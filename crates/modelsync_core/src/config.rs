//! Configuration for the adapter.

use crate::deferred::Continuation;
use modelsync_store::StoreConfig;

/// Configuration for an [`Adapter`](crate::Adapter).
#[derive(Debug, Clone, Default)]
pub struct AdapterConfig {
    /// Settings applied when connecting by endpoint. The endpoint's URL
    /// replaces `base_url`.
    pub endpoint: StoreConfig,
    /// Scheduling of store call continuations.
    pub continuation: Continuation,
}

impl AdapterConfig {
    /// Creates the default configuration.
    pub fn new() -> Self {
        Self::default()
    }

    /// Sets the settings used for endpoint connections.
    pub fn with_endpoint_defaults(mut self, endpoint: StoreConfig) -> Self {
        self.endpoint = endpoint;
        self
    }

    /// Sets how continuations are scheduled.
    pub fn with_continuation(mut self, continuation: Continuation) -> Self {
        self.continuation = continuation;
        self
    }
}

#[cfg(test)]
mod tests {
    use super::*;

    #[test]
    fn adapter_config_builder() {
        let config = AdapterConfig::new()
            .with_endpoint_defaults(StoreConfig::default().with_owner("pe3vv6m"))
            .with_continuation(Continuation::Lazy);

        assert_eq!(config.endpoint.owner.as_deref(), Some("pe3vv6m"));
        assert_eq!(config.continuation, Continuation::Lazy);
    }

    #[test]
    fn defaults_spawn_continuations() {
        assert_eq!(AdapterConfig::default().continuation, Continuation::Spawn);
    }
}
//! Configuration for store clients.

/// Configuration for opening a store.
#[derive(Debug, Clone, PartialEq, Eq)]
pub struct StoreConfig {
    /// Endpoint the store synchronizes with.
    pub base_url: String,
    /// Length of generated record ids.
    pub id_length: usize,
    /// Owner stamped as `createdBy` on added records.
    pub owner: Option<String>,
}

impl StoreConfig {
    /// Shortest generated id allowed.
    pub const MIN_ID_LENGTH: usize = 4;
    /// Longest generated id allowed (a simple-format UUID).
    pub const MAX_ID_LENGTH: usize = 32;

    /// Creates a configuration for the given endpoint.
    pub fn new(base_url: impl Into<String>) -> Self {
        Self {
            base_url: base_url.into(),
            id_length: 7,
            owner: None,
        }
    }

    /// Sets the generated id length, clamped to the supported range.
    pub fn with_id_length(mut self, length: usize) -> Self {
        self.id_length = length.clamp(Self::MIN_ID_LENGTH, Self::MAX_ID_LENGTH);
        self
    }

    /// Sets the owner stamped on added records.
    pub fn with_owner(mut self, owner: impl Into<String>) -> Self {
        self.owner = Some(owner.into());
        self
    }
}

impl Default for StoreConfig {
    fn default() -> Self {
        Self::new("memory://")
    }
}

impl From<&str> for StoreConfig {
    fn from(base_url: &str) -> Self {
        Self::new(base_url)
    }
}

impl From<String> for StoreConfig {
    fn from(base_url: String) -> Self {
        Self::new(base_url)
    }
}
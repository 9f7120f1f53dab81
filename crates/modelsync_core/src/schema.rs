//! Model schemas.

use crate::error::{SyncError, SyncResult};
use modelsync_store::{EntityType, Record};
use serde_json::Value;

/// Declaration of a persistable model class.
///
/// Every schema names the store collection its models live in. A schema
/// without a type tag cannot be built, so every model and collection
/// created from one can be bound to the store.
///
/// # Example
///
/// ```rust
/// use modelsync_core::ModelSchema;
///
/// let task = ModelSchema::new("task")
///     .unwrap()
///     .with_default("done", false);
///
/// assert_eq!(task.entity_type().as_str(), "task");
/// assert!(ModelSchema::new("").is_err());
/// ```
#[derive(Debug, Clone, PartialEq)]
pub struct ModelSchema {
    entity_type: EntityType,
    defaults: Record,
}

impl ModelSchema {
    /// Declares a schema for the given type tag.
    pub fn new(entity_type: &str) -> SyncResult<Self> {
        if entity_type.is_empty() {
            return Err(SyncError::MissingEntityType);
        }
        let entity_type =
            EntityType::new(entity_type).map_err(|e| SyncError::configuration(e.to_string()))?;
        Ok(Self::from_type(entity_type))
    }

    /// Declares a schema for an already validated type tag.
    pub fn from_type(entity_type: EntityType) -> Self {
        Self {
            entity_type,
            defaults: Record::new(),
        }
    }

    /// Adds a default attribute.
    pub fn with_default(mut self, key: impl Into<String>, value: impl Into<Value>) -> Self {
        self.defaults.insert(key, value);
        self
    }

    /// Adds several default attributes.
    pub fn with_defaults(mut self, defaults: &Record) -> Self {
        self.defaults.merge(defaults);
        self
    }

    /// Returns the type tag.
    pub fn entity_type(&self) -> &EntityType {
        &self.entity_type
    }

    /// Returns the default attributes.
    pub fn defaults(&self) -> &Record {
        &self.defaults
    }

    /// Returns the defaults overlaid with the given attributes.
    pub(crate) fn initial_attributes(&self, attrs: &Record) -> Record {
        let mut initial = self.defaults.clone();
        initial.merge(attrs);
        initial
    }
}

—————

[PROBLEM TO WORK ON] Copy each line of the entries that includes the word "StoreConfig".

[SOLUTION FOR THIS EXERCISE]
use modelsync_store::StoreConfig;
    pub endpoint: StoreConfig,
    pub fn with_endpoint_defaults(mut self, endpoint: StoreConfig) -> Self {
            .with_endpoint_defaults(StoreConfig::default().with_owner("pe3vv6m"))
pub struct StoreConfig {
impl StoreConfig {
impl Default for StoreConfig {
impl From<&str> for StoreConfig {
impl From<String> for StoreConfig {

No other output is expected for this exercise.